Stored items
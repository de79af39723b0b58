//! Error handling for the MiniCS compiler core

use crate::utils::Span;
use serde::Serialize;
use std::fmt;
use thiserror::Error;

/// Result type alias
pub type Result<T> = std::result::Result<T, Error>;

/// Compiler error
///
/// Every semantic diagnostic is one of these. The checker collects them and
/// keeps walking; the code generator returns `UnsupportedConstruct` and stops.
#[derive(Error, Debug, Clone, PartialEq)]
pub enum Error {
    // ==================== Declarations ====================

    #[error("'{name}' is already declared in this scope")]
    Redeclaration { name: String, span: Span },

    #[error("duplicate case label {label}")]
    DuplicateCaseLabel { label: String, span: Span },

    // ==================== Name resolution ====================

    #[error("'{name}' is not declared")]
    UndeclaredSymbol { name: String, span: Span },

    #[error("unknown type '{name}'")]
    UnknownType { name: String, span: Span },

    #[error("field '{field}' not found in type {ty}")]
    UnknownField { field: String, ty: String, span: Span },

    // ==================== Typing ====================

    #[error("{message}")]
    TypeMismatch { message: String, span: Span },

    #[error("'{name}' is a constant and cannot be modified")]
    ConstantAssignment { name: String, span: Span },

    #[error("'{name}' is not a method")]
    NotCallable { name: String, span: Span },

    #[error("'{name}' expects {expected} argument(s) but got {got}")]
    ArityMismatch {
        name: String,
        expected: usize,
        got: usize,
        span: Span,
    },

    // ==================== Control flow ====================

    #[error("{message}")]
    ControlFlowMisuse { message: String, span: Span },

    #[error("program has no 'void {name}()' entry method")]
    MissingEntryPoint { name: String, span: Span },

    // ==================== Internal ====================

    #[error("unsupported construct during code generation: {0}")]
    UnsupportedConstruct(String),
}

/// Diagnostic taxonomy
#[derive(Debug, Clone, Copy, PartialEq, Eq, Hash, Serialize)]
pub enum Category {
    Redeclaration,
    UndeclaredSymbol,
    TypeMismatch,
    ArityMismatch,
    ControlFlowMisuse,
    MissingEntryPoint,
    UnsupportedConstruct,
}

impl fmt::Display for Category {
    fn fmt(&self, f: &mut fmt::Formatter<'_>) -> fmt::Result {
        let s = match self {
            Category::Redeclaration => "redeclaration",
            Category::UndeclaredSymbol => "undeclared-symbol",
            Category::TypeMismatch => "type-mismatch",
            Category::ArityMismatch => "arity-mismatch",
            Category::ControlFlowMisuse => "control-flow",
            Category::MissingEntryPoint => "missing-entry-point",
            Category::UnsupportedConstruct => "unsupported-construct",
        };
        write!(f, "{}", s)
    }
}

impl Error {
    pub(crate) fn mismatch(message: impl Into<String>, span: Span) -> Self {
        Self::TypeMismatch {
            message: message.into(),
            span,
        }
    }

    /// Get the span associated with this error
    pub fn span(&self) -> Option<Span> {
        match self {
            Self::Redeclaration { span, .. }
            | Self::DuplicateCaseLabel { span, .. }
            | Self::UndeclaredSymbol { span, .. }
            | Self::UnknownType { span, .. }
            | Self::UnknownField { span, .. }
            | Self::TypeMismatch { span, .. }
            | Self::ConstantAssignment { span, .. }
            | Self::NotCallable { span, .. }
            | Self::ArityMismatch { span, .. }
            | Self::ControlFlowMisuse { span, .. }
            | Self::MissingEntryPoint { span, .. } => Some(*span),
            Self::UnsupportedConstruct(_) => None,
        }
    }

    /// Where this error sits in the diagnostic taxonomy
    pub fn category(&self) -> Category {
        match self {
            Self::Redeclaration { .. } | Self::DuplicateCaseLabel { .. } => Category::Redeclaration,
            Self::UndeclaredSymbol { .. }
            | Self::UnknownType { .. }
            | Self::UnknownField { .. } => Category::UndeclaredSymbol,
            Self::TypeMismatch { .. }
            | Self::ConstantAssignment { .. }
            | Self::NotCallable { .. } => Category::TypeMismatch,
            Self::ArityMismatch { .. } => Category::ArityMismatch,
            Self::ControlFlowMisuse { .. } => Category::ControlFlowMisuse,
            Self::MissingEntryPoint { .. } => Category::MissingEntryPoint,
            Self::UnsupportedConstruct(_) => Category::UnsupportedConstruct,
        }
    }

    /// Short stable code used in reports
    pub fn code(&self) -> &'static str {
        match self {
            Self::Redeclaration { .. } => "E0001",
            Self::DuplicateCaseLabel { .. } => "E0002",
            Self::UndeclaredSymbol { .. } => "E0003",
            Self::UnknownType { .. } => "E0004",
            Self::UnknownField { .. } => "E0005",
            Self::TypeMismatch { .. } => "E0006",
            Self::ConstantAssignment { .. } => "E0007",
            Self::NotCallable { .. } => "E0008",
            Self::ArityMismatch { .. } => "E0009",
            Self::ControlFlowMisuse { .. } => "E0010",
            Self::MissingEntryPoint { .. } => "E0011",
            Self::UnsupportedConstruct(_) => "E9000",
        }
    }
}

_Task statement_
Tell how many lines in the records above contain "crate", giving the number and no other words.

_Output of the task_
2